══ Data for this exercise
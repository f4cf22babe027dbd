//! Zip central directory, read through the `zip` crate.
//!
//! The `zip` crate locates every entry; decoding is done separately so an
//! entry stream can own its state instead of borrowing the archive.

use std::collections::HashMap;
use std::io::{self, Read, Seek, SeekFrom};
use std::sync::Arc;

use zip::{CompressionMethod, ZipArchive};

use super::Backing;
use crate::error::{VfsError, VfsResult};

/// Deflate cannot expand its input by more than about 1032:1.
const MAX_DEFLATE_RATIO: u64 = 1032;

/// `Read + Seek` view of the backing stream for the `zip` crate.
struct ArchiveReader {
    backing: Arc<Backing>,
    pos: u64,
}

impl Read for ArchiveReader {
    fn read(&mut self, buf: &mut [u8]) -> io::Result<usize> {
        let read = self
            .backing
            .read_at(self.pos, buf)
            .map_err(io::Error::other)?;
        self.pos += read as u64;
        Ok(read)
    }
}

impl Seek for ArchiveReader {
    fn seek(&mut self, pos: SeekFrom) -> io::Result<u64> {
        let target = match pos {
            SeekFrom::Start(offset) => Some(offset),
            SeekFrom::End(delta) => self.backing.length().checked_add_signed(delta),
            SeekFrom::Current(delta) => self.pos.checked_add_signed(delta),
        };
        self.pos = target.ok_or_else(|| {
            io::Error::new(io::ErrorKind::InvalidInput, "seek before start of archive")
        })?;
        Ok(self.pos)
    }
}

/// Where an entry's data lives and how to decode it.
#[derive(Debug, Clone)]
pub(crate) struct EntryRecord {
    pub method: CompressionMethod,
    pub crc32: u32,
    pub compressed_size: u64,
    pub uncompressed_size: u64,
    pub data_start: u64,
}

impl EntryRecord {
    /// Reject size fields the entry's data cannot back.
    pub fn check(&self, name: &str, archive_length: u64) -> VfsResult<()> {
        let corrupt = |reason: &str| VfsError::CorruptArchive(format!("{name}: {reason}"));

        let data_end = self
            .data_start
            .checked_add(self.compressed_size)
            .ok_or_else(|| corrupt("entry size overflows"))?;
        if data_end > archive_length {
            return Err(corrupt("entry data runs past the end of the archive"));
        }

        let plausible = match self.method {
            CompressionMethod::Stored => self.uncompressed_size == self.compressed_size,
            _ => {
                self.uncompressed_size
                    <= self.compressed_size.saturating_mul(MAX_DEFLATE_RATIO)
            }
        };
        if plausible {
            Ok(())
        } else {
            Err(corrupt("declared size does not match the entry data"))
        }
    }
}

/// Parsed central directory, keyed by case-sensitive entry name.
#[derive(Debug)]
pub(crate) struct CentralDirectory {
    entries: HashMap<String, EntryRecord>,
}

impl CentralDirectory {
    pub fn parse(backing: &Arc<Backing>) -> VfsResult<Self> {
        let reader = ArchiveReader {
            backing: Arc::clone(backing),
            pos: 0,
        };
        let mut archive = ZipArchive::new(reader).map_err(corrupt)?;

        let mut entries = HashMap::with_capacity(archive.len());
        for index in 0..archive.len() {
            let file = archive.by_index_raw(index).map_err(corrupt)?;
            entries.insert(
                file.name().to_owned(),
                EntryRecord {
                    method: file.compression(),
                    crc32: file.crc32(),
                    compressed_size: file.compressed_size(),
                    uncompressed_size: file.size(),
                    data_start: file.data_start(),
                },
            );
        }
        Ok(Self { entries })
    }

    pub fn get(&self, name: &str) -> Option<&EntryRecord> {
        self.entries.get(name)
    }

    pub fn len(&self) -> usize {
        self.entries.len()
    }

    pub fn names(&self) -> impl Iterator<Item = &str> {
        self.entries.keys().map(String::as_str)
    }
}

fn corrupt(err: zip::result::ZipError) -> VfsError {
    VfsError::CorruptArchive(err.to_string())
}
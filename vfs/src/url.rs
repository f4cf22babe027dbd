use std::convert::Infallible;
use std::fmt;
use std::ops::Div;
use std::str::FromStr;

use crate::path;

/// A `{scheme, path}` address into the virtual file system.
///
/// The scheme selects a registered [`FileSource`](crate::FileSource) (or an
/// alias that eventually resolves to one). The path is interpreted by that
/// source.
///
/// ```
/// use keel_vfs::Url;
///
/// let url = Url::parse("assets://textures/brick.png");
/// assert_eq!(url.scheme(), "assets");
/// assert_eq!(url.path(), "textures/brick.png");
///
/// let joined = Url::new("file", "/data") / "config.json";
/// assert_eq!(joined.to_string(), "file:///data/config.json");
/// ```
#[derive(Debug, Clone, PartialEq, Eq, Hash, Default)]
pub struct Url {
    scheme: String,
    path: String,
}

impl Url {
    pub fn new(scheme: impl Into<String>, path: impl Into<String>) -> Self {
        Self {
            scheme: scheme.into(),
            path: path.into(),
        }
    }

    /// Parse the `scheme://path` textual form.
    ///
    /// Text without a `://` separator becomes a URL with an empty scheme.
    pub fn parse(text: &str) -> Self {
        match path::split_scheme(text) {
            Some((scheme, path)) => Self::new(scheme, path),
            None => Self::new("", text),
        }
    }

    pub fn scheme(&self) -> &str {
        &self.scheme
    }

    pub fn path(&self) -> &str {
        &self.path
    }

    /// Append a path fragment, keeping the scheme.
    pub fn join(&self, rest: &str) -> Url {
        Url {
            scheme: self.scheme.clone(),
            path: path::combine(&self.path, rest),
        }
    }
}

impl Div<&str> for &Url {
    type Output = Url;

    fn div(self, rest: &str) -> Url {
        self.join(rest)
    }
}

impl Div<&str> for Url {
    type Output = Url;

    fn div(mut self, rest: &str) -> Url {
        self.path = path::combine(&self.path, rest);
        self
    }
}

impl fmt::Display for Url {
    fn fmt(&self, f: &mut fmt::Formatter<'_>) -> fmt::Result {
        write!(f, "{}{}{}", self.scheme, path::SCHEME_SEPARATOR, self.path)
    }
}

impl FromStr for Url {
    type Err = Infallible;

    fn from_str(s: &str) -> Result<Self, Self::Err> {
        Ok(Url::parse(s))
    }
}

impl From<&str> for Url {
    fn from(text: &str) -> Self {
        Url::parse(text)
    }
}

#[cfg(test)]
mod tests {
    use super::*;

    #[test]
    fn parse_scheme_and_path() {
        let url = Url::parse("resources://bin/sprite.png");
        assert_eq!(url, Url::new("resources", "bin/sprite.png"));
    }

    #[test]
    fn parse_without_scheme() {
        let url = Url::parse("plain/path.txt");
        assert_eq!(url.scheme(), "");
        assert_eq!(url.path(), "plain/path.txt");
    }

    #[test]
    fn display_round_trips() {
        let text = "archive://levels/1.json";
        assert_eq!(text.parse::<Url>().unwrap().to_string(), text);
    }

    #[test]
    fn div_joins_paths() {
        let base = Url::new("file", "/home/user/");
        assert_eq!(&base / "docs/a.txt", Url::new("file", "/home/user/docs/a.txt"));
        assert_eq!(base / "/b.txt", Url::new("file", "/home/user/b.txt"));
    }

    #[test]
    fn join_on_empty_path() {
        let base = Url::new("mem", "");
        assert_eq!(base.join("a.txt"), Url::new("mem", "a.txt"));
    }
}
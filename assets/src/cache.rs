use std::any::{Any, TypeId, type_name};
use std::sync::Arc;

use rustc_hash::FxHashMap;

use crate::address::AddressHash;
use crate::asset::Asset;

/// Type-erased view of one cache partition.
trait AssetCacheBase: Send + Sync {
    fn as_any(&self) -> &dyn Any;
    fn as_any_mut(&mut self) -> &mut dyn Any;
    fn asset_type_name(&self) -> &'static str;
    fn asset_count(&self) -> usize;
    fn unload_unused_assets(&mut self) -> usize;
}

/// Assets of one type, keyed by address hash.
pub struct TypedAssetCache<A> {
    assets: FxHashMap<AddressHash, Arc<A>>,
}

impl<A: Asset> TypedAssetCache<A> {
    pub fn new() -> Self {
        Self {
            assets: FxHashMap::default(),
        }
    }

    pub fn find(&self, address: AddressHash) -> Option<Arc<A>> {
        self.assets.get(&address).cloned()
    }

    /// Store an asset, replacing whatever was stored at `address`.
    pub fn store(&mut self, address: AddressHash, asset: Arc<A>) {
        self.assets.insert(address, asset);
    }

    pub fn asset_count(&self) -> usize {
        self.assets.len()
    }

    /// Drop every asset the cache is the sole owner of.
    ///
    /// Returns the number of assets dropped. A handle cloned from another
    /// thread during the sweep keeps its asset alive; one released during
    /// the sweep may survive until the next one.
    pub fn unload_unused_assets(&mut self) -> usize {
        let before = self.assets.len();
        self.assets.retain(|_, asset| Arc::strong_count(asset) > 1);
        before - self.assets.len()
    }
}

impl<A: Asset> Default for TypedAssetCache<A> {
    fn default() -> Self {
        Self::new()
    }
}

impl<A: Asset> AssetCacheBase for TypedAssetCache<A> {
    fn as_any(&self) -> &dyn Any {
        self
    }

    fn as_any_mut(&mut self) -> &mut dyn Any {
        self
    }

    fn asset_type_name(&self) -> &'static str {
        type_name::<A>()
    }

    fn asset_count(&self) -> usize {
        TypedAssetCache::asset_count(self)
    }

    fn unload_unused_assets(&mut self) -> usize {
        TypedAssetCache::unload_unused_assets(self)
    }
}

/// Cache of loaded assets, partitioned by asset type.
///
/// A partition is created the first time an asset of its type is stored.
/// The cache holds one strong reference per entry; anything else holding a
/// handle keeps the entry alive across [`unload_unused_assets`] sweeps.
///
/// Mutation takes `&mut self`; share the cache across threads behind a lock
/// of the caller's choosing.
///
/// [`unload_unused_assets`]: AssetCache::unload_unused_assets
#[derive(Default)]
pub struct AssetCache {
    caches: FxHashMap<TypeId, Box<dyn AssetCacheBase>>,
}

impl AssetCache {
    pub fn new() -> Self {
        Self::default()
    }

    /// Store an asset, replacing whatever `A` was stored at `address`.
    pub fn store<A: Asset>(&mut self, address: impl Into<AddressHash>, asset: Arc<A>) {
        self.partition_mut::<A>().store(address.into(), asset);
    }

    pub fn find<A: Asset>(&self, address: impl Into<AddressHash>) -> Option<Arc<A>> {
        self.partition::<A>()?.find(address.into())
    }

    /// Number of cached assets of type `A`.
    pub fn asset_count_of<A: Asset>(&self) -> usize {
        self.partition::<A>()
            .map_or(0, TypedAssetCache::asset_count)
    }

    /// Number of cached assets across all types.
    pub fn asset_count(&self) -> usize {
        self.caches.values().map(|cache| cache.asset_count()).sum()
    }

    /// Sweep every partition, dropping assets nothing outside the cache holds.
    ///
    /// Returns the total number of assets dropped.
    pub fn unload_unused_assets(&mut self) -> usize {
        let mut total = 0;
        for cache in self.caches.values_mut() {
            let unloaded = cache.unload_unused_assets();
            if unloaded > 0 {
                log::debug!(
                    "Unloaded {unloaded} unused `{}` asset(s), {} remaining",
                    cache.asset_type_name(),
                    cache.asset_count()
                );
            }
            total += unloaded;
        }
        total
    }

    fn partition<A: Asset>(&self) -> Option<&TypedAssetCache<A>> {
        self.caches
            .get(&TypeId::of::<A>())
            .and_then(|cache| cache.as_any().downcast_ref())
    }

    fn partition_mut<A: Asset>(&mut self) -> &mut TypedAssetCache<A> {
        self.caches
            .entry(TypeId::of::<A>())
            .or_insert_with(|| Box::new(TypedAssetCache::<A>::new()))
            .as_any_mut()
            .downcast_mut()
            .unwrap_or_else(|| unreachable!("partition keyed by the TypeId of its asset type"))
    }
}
════
#### Task to carry out
Return only the lines above that run from the opening line through the line containing "let plausible = match", exactly as written.

#### Exercise solution
repository f4cf22babe027dbd
//! Zip central directory, read through the `zip` crate.
//!
//! The `zip` crate locates every entry; decoding is done separately so an
//! entry stream can own its state instead of borrowing the archive.

use std::collections::HashMap;
use std::io::{self, Read, Seek, SeekFrom};
use std::sync::Arc;

use zip::{CompressionMethod, ZipArchive};

use super::Backing;
use crate::error::{VfsError, VfsResult};

/// Deflate cannot expand its input by more than about 1032:1.
const MAX_DEFLATE_RATIO: u64 = 1032;

/// `Read + Seek` view of the backing stream for the `zip` crate.
struct ArchiveReader {
    backing: Arc<Backing>,
    pos: u64,
}

impl Read for ArchiveReader {
    fn read(&mut self, buf: &mut [u8]) -> io::Result<usize> {
        let read = self
            .backing
            .read_at(self.pos, buf)
            .map_err(io::Error::other)?;
        self.pos += read as u64;
        Ok(read)
    }
}

impl Seek for ArchiveReader {
    fn seek(&mut self, pos: SeekFrom) -> io::Result<u64> {
        let target = match pos {
            SeekFrom::Start(offset) => Some(offset),
            SeekFrom::End(delta) => self.backing.length().checked_add_signed(delta),
            SeekFrom::Current(delta) => self.pos.checked_add_signed(delta),
        };
        self.pos = target.ok_or_else(|| {
            io::Error::new(io::ErrorKind::InvalidInput, "seek before start of archive")
        })?;
        Ok(self.pos)
    }
}

/// Where an entry's data lives and how to decode it.
#[derive(Debug, Clone)]
pub(crate) struct EntryRecord {
    pub method: CompressionMethod,
    pub crc32: u32,
    pub compressed_size: u64,
    pub uncompressed_size: u64,
    pub data_start: u64,
}

impl EntryRecord {
    /// Reject size fields the entry's data cannot back.
    pub fn check(&self, name: &str, archive_length: u64) -> VfsResult<()> {
        let corrupt = |reason: &str| VfsError::CorruptArchive(format!("{name}: {reason}"));

        let data_end = self
            .data_start
            .checked_add(self.compressed_size)
            .ok_or_else(|| corrupt("entry size overflows"))?;
        if data_end > archive_length {
            return Err(corrupt("entry data runs past the end of the archive"));
        }

        let plausible = match self.method {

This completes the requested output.